| Literature DB >> 35950019 |
Abeir Baltmr1, Andrew Lotery1,2.
Abstract
We report the case of a patient with multiple myeloma who presented acutely with bilateral vitelliform-like macular lesions. This 85-year-old Caucasian lady was referred for treatment of presumed bilateral neovascular age-related macular degeneration (nAMD). Interestingly, this was a few months after starting on chemotherapy for multiple myeloma. We performed a clinical examination and multimodal imaging. This comprised colour fundus photography, fundus autofluorescence, near-infrared fundus photography, spectral-domain optical coherence tomography, and optical coherence tomography angiography. These tests excluded nAMD and demonstrated instead vitelliform-like macular lesions. Subfoveal vitelliform-like macular lesions, believed to be subretinal deposition of immunoglobulin, are one of the retinal signs of multiple myeloma. This can present acutely mimicking nAMD. These retinal lesions can be a presenting manifestation of the disease or may present later on during the course of the disease. Therefore, acute presentation of vitelliform macular lesions in an elderly patient should arouse suspicion.
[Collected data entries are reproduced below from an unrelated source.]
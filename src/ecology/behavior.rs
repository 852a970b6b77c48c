//! Species capabilities: what an animal eats, where it walks and how it
//! treats a neighbour.
//!
//! Behaviors only decide. The world engine applies every resulting change
//! (clearing food, moving, deleting prey, spawning offspring), which keeps
//! the grid single-writer.

use crate::animal::{Animal, AnimalId, DeathCause, Species};
use crate::food::Food;
use crate::grid::{Direction, Grid, Layer, Position};
use crate::rng::SimRng;
use rand::Rng;
use std::collections::{BTreeMap, HashMap};

/// Result of one animal examining an adjacent animal
#[derive(Clone, Copy, Debug, PartialEq)]
pub enum Interaction {
    /// Nothing happens
    Ignore,
    /// The actor kills and eats `prey`, losing `nourishment` hunger
    Predation { prey: AnimalId, nourishment: f64 },
    /// The actor asks the neighbour to mate
    Mating,
}

impl Interaction {
    pub fn birth_requested(&self) -> bool {
        matches!(self, Interaction::Mating)
    }

    /// Whether the interaction spends the actor's turn
    pub fn occurred(&self) -> bool {
        !matches!(self, Interaction::Ignore)
    }
}

/// Read-only view of both layers handed to pathfinding
pub struct Surroundings<'a> {
    grid: &'a Grid,
    animals: &'a BTreeMap<AnimalId, Animal>,
    doomed: Option<&'a BTreeMap<AnimalId, DeathCause>>,
}

impl<'a> Surroundings<'a> {
    pub fn new(grid: &'a Grid, animals: &'a BTreeMap<AnimalId, Animal>) -> Self {
        Self {
            grid,
            animals,
            doomed: None,
        }
    }

    /// Hide animals already scheduled for deletion this step
    pub fn skipping(mut self, doomed: &'a BTreeMap<AnimalId, DeathCause>) -> Self {
        self.doomed = Some(doomed);
        self
    }

    fn is_doomed(&self, id: &AnimalId) -> bool {
        self.doomed.map_or(false, |d| d.contains_key(id))
    }

    #[inline]
    pub fn size(&self) -> usize {
        self.grid.size()
    }

    /// Closest animal within `radius` (toroidal Manhattan) matching `filter`,
    /// ties resolved in row-major order. The cell at `from` is skipped.
    pub fn nearest_animal<F>(&self, from: Position, radius: f64, filter: F) -> Option<&'a Animal>
    where
        F: Fn(&Animal) -> bool,
    {
        let size = self.size();
        self.grid
            .animals
            .entities()
            .filter(|(pos, id)| *pos != from && !self.is_doomed(id))
            .filter_map(|(pos, id)| self.animals.get(id).map(|a| (pos.distance(from, size), a)))
            .filter(|(dist, a)| *dist as f64 <= radius && filter(*a))
            .min_by_key(|(dist, _)| *dist)
            .map(|(_, a)| a)
    }

    /// Closest food within `radius`, including the cell at `from`
    pub fn nearest_food(&self, from: Position, radius: f64) -> Option<&'a Food> {
        let size = self.size();
        self.grid
            .food
            .entities()
            .map(|(pos, food)| (pos.distance(from, size), food))
            .filter(|(dist, _)| *dist as f64 <= radius)
            .min_by_key(|(dist, _)| *dist)
            .map(|(_, food)| food)
    }

    /// Direction that closes in on `target`, if it is not `from` itself
    pub fn approach(&self, from: Position, target: Position) -> Option<Direction> {
        Direction::toward(from.offset_to(target, self.size()))
    }
}

/// Keep heading the same way most of the time, turning now and then
pub fn wander(animal: &Animal, rng: &mut SimRng) -> Direction {
    match animal.last_direction {
        Some(direction) if rng.gen::<f64>() < 0.75 => direction,
        Some(direction) => direction.rotate(if rng.gen::<bool>() { 1 } else { -1 }),
        None => Direction::random(rng),
    }
}

/// Per-species capability supplied to the engine
pub trait Behavior {
    /// Whether the animal eats the food on its own cell
    fn food_interaction(&self, animal: &Animal, food: &Layer<Food>) -> bool;

    /// Where the animal wants to go this turn
    fn pathfinding(&self, animal: &Animal, view: &Surroundings<'_>, rng: &mut SimRng) -> Direction;

    /// What the animal does to an occupied neighbouring cell
    fn interact(&self, animal: &Animal, other: &Animal) -> Interaction;
}

/// Maps a species tag to its behavior
pub struct BehaviorRegistry {
    behaviors: HashMap<Species, Box<dyn Behavior>>,
}

impl BehaviorRegistry {
    /// Registry without any behavior
    pub fn empty() -> Self {
        Self {
            behaviors: HashMap::new(),
        }
    }

    /// Registry with the built-in rabbit and fox behaviors
    pub fn with_defaults() -> Self {
        let mut registry = Self::empty();
        registry.register(Species::Rabbit, Box::new(super::Rabbit));
        registry.register(Species::Fox, Box::new(super::Fox));
        registry
    }

    /// Install or replace the behavior of a species
    pub fn register(&mut self, species: Species, behavior: Box<dyn Behavior>) {
        self.behaviors.insert(species, behavior);
    }

    pub fn get(&self, species: Species) -> Option<&dyn Behavior> {
        self.behaviors.get(&species).map(|b| b.as_ref())
    }

    pub fn contains(&self, species: Species) -> bool {
        self.behaviors.contains_key(&species)
    }
}

impl Default for BehaviorRegistry {
    fn default() -> Self {
        Self::with_defaults()
    }
}

#[cfg(test)]
mod tests {
    use super::*;
    use crate::animal::Traits;
    use crate::food::FoodKind;
    use crate::genetics::Sex;
    use crate::rng::create_rng;

    fn traits() -> Traits {
        Traits {
            speed: 1.0,
            sight_radius: 3.0,
            max_hunger: 10.0,
            max_age: 10.0,
            reproductive_drive: 1.0,
            nutritional_value: 2.0,
        }
    }

    fn setup(entries: &[(u64, Species, Position)]) -> (Grid, BTreeMap<AnimalId, Animal>) {
        let mut grid = Grid::new(8);
        let mut animals = BTreeMap::new();
        for &(id, species, pos) in entries {
            let id = AnimalId(id);
            grid.animals.place(pos, id).unwrap();
            animals.insert(id, Animal::new(id, species, Sex::Male, pos, traits()));
        }
        (grid, animals)
    }

    #[test]
    fn test_nearest_animal_respects_radius_and_wraps() {
        let (grid, animals) = setup(&[
            (1, Species::Fox, Position::new(0, 0)),
            (2, Species::Rabbit, Position::new(7, 0)),
            (3, Species::Rabbit, Position::new(4, 4)),
        ]);
        let view = Surroundings::new(&grid, &animals);

        let found = view
            .nearest_animal(Position::new(0, 0), 3.0, |a| a.species == Species::Rabbit)
            .unwrap();
        assert_eq!(found.id, AnimalId(2));
        assert_eq!(
            view.approach(Position::new(0, 0), found.position),
            Some(Direction::North)
        );

        assert!(view
            .nearest_animal(Position::new(4, 0), 1.0, |a| a.species == Species::Rabbit)
            .is_none());
    }

    #[test]
    fn test_nearest_animal_skips_doomed() {
        let (grid, animals) = setup(&[
            (1, Species::Fox, Position::new(0, 0)),
            (2, Species::Rabbit, Position::new(0, 1)),
            (3, Species::Rabbit, Position::new(0, 3)),
        ]);
        let mut doomed = BTreeMap::new();
        doomed.insert(AnimalId(2), DeathCause::Predation);
        let view = Surroundings::new(&grid, &animals).skipping(&doomed);

        let found = view
            .nearest_animal(Position::new(0, 0), 5.0, |a| a.species == Species::Rabbit)
            .unwrap();
        assert_eq!(found.id, AnimalId(3));
    }

    #[test]
    fn test_nearest_food() {
        let (mut grid, animals) = setup(&[]);
        grid.food
            .place(Position::new(2, 2), Food::new(FoodKind::Carrot, Position::new(2, 2), 1.0))
            .unwrap();
        let view = Surroundings::new(&grid, &animals);

        assert!(view.nearest_food(Position::new(0, 0), 4.0).is_some());
        assert!(view.nearest_food(Position::new(0, 0), 3.0).is_none());
    }

    #[test]
    fn test_wander_without_history_is_random_but_valid() {
        let mut rng = create_rng(4);
        let a = Animal::new(AnimalId(1), Species::Rabbit, Sex::Male, Position::new(0, 0), traits());
        let d = wander(&a, &mut rng);
        assert!(Direction::ALL.contains(&d));
    }

    #[test]
    fn test_interaction_accessors() {
        let kill = Interaction::Predation {
            prey: AnimalId(9),
            nourishment: 3.0,
        };
        assert!(!kill.birth_requested());
        assert!(kill.occurred());
        assert!(Interaction::Mating.birth_requested());
        assert!(!Interaction::Ignore.occurred());
    }

    #[test]
    fn test_registry_defaults() {
        let registry = BehaviorRegistry::with_defaults();
        assert!(registry.contains(Species::Rabbit));
        assert!(registry.contains(Species::Fox));
        assert!(BehaviorRegistry::empty().get(Species::Fox).is_none());
    }
}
Serum protein electrophoresis is recommended to detect multiple myeloma at an early stage.Entities:
Keywords: Multiple myeloma; Neovascular age-related macular degeneration; Vitelliform-like macular lesions
Year: 2022 PMID: 35950019 PMCID: PMC9294965 DOI: 10.1159/000525466
Source DB: PubMed Journal: Case Rep Ophthalmol ISSN: 1663-2699
Fig. 1Multimodal imaging of both eyes of an 85-year-old patient with multiple myeloma presenting with bilateral sudden drop of her central vision and bilateral vitelliform macular lesions. Multicolour fundus photos showed bilateral elevated subretinal yellowish-orange foveal lesions (a, b, arrow) with matching central hyperautofluorescence surrounded by hypoautofluorescence on FAF imaging (c, d, arrow), and elevated near-infrared signals centrally (e, f, arrow). Her macular OCT scan of both eyes (g, h, arrow) displayed ovoid, subretinal, hyper-reflective dome-shaped lesions centred at the fovea with no evidence of CNVM on OCTA in either eye (i, j, arrow). FAF, fundus autofluorescence; OCTA, optical coherence tomography angiography.